• **SUPPLIED ENTRIES**
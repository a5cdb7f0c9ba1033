/// Live camera sessions
///
/// A `VideoSource` opens the capture device and hands back a `CameraSession`.
/// The session owns the stream and is the only thing allowed to stop it:
/// `capture()` and `stop()` consume the session, and `Drop` covers every
/// other exit path, so the device tracks are released exactly once.
use iced::widget::image::Handle;
use image::codecs::jpeg::JpegEncoder;
use image::{DynamicImage, RgbImage};
use std::fmt;
use thiserror::Error;
use tracing::{debug, info};

use crate::state::AcquiredImage;

/// File name given to captured frames
pub const CAPTURE_FILE_NAME: &str = "captured-image.jpg";

/// JPEG quality for captured frames
const JPEG_QUALITY: u8 = 90;

#[derive(Debug, Error)]
pub enum CameraError {
    #[error("no capture device is available")]
    Unavailable,

    #[error("camera device error: {0}")]
    Device(String),

    #[error("camera returned an empty frame")]
    EmptyFrame,

    #[error("failed to encode frame: {0}")]
    Encode(#[from] image::ImageError),
}

/// Something that can open a capture device
pub trait VideoSource {
    fn open(&mut self) -> Result<CameraSession, CameraError>;
}

/// An open video stream
pub trait VideoStream {
    /// Grab the current frame as an RGB raster of the stream's dimensions
    fn frame(&mut self) -> Result<RgbImage, CameraError>;

    /// Stop every track of the stream and release the device
    fn stop(&mut self);
}

/// Source used when no capture backend is compiled in
#[derive(Debug, Default)]
pub struct NoCamera;

impl VideoSource for NoCamera {
    fn open(&mut self) -> Result<CameraSession, CameraError> {
        Err(CameraError::Unavailable)
    }
}

/// A live handle on an opened capture device
pub struct CameraSession {
    stream: Box<dyn VideoStream>,
    stopped: bool,
}

impl CameraSession {
    pub fn new(stream: Box<dyn VideoStream>) -> Self {
        info!("📷 Camera session started");
        Self {
            stream,
            stopped: false,
        }
    }

    /// Current frame as an RGBA handle for the live view
    pub fn preview(&mut self) -> Result<Handle, CameraError> {
        let frame = self.stream.frame()?;
        let (width, height) = frame.dimensions();
        if width == 0 || height == 0 {
            return Err(CameraError::EmptyFrame);
        }

        let rgba = DynamicImage::ImageRgb8(frame).to_rgba8();
        Ok(Handle::from_rgba(width, height, rgba.into_raw()))
    }

    /// Snapshot the current frame as a JPEG and end the session.
    ///
    /// The stream is stopped whether or not the capture succeeded.
    pub fn capture(mut self) -> Result<AcquiredImage, CameraError> {
        let encoded = self
            .stream
            .frame()
            .and_then(|frame| encode_jpeg(&frame));
        self.release();

        let bytes = encoded?;
        info!("📸 Captured frame ({} bytes)", bytes.len());
        Ok(AcquiredImage::new(bytes, "image/jpeg", CAPTURE_FILE_NAME))
    }

    /// End the session without capturing
    pub fn stop(mut self) {
        self.release();
    }

    fn release(&mut self) {
        if self.stopped {
            return;
        }
        self.stream.stop();
        self.stopped = true;
        info!("📷 Camera session stopped");
    }
}

impl Drop for CameraSession {
    fn drop(&mut self) {
        if !self.stopped {
            debug!("Camera session dropped while live, stopping stream");
        }
        self.release();
    }
}

impl fmt::Debug for CameraSession {
    fn fmt(&self, f: &mut fmt::Formatter<'_>) -> fmt::Result {
        f.debug_struct("CameraSession")
            .field("stopped", &self.stopped)
            .finish()
    }
}

/// Encode a raster frame as JPEG
pub fn encode_jpeg(frame: &RgbImage) -> Result<Vec<u8>, CameraError> {
    if frame.width() == 0 || frame.height() == 0 {
        return Err(CameraError::EmptyFrame);
    }

    let mut out = Vec::new();
    JpegEncoder::new_with_quality(&mut out, JPEG_QUALITY).encode_image(frame)?;
    Ok(out)
}


#[cfg(test)]
mod tests {
    use super::testing::ScriptedSource;
    use super::*;

    #[test]
    fn test_capture_encodes_jpeg_and_stops_all_tracks() {
        let mut source = ScriptedSource::with_frame(32, 24);
        let session = source.open().unwrap();

        let image = session.capture().unwrap();

        assert_eq!(image.mime_type, "image/jpeg");
        assert_eq!(image.file_name, CAPTURE_FILE_NAME);
        assert_eq!(image.dimensions, Some((32, 24)));
        assert_eq!(&image.bytes[..2], &[0xFF, 0xD8]);

        let probe = source.last_probe();
        assert_eq!(probe.live_tracks(), 0);
        assert_eq!(probe.stop_calls(), 1);
    }

    #[test]
    fn test_failed_capture_still_stops_stream() {
        let mut source = ScriptedSource::without_frames();
        let session = source.open().unwrap();

        assert!(session.capture().is_err());
        assert_eq!(source.last_probe().live_tracks(), 0);
        assert_eq!(source.last_probe().stop_calls(), 1);
    }

    #[test]
    fn test_stop_and_drop_release_once() {
        let mut source = ScriptedSource::with_frame(8, 8);
        source.open().unwrap().stop();
        assert_eq!(source.last_probe().stop_calls(), 1);

        {
            let _session = source.open().unwrap();
        }
        assert_eq!(source.last_probe().live_tracks(), 0);
        assert_eq!(source.last_probe().stop_calls(), 1);
    }

    #[test]
    fn test_preview_keeps_stream_live() {
        let mut source = ScriptedSource::with_frame(4, 4);
        let mut session = source.open().unwrap();

        assert!(session.preview().is_ok());
        assert_eq!(source.last_probe().live_tracks(), 2);
        drop(session);
        assert_eq!(source.last_probe().live_tracks(), 0);
    }

    #[test]
    fn test_empty_frame_is_rejected() {
        let empty = RgbImage::new(0, 0);
        assert!(matches!(encode_jpeg(&empty), Err(CameraError::EmptyFrame)));
    }

    #[test]
    fn test_no_camera_is_unavailable() {
        assert!(matches!(NoCamera.open(), Err(CameraError::Unavailable)));
    }
}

• **TASK PROMPT**
If a line of the data holds the string "RgbImage", list it.

• **EXPECTED ANSWER**
use image::{DynamicImage, RgbImage};
    fn frame(&mut self) -> Result<RgbImage, CameraError>;
pub fn encode_jpeg(frame: &RgbImage) -> Result<Vec<u8>, CameraError> {
        let empty = RgbImage::new(0, 0);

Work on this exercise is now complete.